> Task objective:
Among the entries that follow, some lines contain the word "could". Show all of them.
=== Data shown ===
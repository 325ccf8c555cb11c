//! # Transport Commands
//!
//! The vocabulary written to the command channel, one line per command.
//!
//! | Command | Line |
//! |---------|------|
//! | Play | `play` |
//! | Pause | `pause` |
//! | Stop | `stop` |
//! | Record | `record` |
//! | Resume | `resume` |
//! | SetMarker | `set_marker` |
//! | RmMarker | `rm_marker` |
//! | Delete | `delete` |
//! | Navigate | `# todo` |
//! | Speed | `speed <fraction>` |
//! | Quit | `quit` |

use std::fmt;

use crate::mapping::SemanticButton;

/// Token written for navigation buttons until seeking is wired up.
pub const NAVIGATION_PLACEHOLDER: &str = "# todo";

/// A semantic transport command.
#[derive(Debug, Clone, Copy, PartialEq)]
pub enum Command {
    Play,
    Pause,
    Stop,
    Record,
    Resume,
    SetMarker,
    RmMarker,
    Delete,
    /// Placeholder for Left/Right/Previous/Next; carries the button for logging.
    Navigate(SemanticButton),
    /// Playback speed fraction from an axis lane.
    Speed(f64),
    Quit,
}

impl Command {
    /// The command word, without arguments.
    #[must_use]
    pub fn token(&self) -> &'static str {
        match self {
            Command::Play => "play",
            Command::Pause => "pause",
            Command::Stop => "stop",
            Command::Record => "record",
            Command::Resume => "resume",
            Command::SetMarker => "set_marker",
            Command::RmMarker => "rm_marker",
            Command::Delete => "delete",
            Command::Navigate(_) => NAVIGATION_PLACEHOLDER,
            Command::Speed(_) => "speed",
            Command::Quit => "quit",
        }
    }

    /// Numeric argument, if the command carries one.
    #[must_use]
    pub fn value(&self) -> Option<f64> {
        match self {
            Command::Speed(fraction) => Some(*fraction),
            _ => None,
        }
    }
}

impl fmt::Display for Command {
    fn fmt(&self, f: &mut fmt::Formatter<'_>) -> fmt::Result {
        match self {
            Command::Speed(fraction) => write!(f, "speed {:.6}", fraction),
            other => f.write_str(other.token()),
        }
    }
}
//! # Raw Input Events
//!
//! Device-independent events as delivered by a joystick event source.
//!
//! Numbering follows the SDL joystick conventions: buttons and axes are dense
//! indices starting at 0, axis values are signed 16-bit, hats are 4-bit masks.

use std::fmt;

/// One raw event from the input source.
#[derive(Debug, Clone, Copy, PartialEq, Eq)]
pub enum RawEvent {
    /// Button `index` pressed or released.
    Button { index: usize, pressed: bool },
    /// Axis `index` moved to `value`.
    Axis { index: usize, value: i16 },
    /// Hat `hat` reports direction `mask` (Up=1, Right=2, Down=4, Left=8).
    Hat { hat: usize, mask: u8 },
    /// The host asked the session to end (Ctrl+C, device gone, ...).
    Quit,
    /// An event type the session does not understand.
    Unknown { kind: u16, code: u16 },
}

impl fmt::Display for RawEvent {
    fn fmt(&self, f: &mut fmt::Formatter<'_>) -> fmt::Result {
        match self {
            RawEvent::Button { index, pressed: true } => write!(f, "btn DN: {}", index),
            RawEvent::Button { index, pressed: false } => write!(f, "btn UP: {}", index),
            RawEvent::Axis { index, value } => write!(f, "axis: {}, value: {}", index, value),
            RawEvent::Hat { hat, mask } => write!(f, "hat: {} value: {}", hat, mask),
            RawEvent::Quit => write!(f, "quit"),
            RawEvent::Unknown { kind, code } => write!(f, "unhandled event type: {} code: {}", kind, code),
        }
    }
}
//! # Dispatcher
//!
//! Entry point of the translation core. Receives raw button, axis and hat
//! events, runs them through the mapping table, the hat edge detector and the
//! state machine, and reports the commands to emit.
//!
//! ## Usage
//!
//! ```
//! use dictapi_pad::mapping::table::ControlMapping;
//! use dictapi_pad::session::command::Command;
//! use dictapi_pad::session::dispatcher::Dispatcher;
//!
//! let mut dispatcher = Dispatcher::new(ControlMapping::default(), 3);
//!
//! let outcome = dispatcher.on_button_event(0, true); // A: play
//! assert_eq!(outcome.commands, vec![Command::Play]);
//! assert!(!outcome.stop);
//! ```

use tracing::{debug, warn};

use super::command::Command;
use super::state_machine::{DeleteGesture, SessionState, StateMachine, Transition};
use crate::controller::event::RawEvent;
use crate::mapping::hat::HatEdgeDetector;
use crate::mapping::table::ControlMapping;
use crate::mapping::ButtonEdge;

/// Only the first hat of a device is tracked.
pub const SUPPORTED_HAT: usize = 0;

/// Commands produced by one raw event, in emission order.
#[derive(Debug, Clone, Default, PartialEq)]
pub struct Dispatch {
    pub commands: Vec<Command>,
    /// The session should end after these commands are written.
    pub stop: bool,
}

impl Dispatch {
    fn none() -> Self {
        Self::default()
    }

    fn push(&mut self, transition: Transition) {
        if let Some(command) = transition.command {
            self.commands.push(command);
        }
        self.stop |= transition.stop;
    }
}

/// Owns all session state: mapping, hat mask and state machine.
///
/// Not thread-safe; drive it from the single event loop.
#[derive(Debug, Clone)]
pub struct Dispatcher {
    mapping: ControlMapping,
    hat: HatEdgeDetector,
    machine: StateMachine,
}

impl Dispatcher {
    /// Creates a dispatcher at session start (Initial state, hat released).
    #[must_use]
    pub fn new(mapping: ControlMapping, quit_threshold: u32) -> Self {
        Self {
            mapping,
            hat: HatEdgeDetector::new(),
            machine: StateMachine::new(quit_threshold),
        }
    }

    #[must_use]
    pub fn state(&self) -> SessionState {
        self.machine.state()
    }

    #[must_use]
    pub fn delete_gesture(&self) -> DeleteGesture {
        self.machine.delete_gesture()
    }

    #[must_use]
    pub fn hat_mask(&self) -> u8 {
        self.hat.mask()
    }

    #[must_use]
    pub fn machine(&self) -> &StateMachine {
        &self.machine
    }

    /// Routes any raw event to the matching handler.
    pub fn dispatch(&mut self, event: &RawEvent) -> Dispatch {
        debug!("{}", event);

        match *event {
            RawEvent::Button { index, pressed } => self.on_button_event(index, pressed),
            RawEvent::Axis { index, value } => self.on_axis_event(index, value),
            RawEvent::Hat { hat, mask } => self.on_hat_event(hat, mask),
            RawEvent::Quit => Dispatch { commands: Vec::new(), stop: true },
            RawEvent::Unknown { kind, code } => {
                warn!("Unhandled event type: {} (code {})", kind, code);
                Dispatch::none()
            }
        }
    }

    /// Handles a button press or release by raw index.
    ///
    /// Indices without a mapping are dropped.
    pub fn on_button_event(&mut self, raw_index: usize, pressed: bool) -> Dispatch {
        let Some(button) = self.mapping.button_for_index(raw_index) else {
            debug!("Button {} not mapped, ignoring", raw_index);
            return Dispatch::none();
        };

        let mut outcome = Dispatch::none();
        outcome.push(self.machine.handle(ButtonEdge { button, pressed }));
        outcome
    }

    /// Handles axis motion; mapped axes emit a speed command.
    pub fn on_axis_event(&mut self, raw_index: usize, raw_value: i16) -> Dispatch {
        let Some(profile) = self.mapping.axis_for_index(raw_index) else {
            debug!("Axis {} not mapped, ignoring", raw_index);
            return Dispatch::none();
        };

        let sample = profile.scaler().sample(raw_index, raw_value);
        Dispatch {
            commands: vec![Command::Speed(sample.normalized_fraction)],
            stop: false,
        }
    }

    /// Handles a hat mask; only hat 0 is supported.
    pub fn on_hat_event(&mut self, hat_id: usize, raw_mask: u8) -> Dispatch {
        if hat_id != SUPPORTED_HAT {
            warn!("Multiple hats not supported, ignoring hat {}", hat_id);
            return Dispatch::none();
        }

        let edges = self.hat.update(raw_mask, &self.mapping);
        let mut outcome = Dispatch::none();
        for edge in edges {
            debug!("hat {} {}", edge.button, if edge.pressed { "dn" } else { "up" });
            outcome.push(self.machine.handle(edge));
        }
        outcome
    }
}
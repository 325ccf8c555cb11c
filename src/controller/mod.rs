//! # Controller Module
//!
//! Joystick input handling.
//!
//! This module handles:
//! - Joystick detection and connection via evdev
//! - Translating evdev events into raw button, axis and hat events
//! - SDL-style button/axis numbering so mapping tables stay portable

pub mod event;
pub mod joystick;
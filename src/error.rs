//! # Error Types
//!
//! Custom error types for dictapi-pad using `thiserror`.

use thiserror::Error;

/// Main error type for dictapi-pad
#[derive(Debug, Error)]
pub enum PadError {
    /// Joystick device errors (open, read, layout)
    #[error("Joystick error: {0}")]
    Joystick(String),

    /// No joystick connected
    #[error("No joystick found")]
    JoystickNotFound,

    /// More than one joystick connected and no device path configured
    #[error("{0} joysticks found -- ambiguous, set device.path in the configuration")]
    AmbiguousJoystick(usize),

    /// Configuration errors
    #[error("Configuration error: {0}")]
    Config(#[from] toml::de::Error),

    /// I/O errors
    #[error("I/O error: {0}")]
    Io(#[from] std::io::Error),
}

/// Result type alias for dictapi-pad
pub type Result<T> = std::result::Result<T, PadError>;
===
=== Data shown ===
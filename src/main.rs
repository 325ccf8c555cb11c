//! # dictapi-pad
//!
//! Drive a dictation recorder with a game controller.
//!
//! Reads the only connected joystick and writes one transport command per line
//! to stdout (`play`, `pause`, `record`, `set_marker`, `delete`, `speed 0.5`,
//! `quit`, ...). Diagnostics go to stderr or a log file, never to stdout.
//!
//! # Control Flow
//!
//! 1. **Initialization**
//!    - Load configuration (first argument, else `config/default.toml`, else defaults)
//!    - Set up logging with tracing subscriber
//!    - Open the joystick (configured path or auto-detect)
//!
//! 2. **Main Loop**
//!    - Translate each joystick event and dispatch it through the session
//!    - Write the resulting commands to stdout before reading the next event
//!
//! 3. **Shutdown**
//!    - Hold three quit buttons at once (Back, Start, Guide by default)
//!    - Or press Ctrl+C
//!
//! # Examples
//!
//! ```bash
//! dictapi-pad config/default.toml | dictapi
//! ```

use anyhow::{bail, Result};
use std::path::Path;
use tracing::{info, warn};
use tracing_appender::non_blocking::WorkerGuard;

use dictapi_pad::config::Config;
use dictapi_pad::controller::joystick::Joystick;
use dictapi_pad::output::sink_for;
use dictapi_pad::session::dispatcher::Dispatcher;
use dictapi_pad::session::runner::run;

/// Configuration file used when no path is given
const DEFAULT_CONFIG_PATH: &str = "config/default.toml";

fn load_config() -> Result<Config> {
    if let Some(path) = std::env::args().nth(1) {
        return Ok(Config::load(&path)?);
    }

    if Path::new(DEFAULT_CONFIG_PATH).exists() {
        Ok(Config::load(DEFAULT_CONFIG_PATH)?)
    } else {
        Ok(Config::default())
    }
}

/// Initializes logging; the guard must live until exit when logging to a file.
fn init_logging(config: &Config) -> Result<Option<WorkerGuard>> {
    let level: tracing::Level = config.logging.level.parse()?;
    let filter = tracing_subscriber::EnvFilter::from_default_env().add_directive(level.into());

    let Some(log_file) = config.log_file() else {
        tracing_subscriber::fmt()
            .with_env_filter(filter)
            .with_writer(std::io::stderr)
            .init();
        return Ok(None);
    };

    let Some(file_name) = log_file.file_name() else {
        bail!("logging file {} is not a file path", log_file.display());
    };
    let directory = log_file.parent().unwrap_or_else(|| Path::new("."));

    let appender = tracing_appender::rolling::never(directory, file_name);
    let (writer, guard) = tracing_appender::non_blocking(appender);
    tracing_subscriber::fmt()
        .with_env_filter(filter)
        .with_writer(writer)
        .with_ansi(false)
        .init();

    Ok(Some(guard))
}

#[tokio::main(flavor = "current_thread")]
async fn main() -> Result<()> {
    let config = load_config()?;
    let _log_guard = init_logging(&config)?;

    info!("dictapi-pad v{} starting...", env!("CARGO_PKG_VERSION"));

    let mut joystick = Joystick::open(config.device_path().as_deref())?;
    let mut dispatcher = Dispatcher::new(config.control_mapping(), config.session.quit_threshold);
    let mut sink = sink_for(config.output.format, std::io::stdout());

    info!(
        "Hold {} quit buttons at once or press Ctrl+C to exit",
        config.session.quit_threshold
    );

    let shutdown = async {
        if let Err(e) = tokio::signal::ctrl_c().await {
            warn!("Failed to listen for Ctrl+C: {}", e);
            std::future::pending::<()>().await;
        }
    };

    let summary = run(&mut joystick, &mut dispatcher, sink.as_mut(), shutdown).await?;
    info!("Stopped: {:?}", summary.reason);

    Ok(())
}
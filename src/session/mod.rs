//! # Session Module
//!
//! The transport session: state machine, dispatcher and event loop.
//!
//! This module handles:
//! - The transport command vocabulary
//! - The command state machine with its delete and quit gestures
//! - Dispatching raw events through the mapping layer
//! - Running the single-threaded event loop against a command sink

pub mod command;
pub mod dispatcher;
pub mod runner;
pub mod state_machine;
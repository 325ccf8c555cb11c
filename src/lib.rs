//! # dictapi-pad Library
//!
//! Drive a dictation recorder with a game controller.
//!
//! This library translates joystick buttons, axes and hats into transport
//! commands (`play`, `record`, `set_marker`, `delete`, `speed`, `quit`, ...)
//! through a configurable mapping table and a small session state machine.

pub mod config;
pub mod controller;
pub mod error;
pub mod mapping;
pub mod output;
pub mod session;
===
=== Data shown ===
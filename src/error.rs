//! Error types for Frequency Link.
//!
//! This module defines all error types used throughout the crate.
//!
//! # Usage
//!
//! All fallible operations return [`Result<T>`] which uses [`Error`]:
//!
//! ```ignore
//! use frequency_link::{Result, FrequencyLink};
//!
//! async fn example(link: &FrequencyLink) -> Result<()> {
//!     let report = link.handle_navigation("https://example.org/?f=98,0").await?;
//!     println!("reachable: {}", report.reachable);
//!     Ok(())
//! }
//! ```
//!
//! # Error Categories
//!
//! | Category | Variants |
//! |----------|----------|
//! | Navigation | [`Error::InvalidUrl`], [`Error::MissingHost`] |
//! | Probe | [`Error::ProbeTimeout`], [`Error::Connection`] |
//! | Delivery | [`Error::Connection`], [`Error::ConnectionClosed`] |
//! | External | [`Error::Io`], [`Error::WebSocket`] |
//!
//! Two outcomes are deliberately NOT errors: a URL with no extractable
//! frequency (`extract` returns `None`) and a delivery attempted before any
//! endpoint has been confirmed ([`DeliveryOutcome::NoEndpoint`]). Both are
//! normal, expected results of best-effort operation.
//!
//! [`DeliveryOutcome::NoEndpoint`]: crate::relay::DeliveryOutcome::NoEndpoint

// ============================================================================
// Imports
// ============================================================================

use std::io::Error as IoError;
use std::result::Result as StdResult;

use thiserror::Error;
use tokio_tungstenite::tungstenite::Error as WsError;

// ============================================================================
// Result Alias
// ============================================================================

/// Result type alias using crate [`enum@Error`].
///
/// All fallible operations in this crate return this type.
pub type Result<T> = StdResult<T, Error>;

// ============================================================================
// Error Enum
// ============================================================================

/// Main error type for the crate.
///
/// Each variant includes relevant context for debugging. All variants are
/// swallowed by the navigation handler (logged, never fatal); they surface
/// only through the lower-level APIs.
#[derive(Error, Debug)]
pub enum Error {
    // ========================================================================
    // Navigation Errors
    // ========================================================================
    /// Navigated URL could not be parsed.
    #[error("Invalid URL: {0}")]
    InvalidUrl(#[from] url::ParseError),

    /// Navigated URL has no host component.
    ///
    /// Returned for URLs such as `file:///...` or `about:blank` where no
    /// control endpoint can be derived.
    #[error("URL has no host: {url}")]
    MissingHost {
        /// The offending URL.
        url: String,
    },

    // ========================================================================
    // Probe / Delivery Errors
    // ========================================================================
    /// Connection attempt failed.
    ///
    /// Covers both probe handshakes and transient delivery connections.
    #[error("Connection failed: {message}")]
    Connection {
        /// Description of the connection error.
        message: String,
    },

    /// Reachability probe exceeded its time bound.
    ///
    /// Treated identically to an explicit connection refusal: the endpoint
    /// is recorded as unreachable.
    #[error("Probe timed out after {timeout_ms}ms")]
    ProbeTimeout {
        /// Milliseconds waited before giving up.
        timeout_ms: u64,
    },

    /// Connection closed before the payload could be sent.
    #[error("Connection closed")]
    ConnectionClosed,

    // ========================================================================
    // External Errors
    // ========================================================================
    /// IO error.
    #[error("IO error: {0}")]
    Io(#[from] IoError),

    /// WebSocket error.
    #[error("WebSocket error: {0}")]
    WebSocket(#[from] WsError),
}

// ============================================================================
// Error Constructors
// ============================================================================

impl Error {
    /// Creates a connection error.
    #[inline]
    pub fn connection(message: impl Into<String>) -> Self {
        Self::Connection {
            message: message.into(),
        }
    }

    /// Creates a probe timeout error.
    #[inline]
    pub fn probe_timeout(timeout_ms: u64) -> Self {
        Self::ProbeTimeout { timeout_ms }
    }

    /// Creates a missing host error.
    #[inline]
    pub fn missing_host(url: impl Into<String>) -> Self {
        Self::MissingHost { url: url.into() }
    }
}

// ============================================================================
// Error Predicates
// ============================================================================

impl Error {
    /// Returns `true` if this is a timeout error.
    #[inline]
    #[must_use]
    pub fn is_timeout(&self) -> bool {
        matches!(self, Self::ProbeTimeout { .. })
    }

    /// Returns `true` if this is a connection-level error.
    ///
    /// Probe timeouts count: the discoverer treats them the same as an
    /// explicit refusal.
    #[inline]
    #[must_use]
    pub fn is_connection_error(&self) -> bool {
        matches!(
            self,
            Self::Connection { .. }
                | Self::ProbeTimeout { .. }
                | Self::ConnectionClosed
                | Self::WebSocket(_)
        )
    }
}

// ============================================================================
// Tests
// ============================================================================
===
> Response:
    /// Navigated URL could not be parsed.
    /// Connection closed before the payload could be sent.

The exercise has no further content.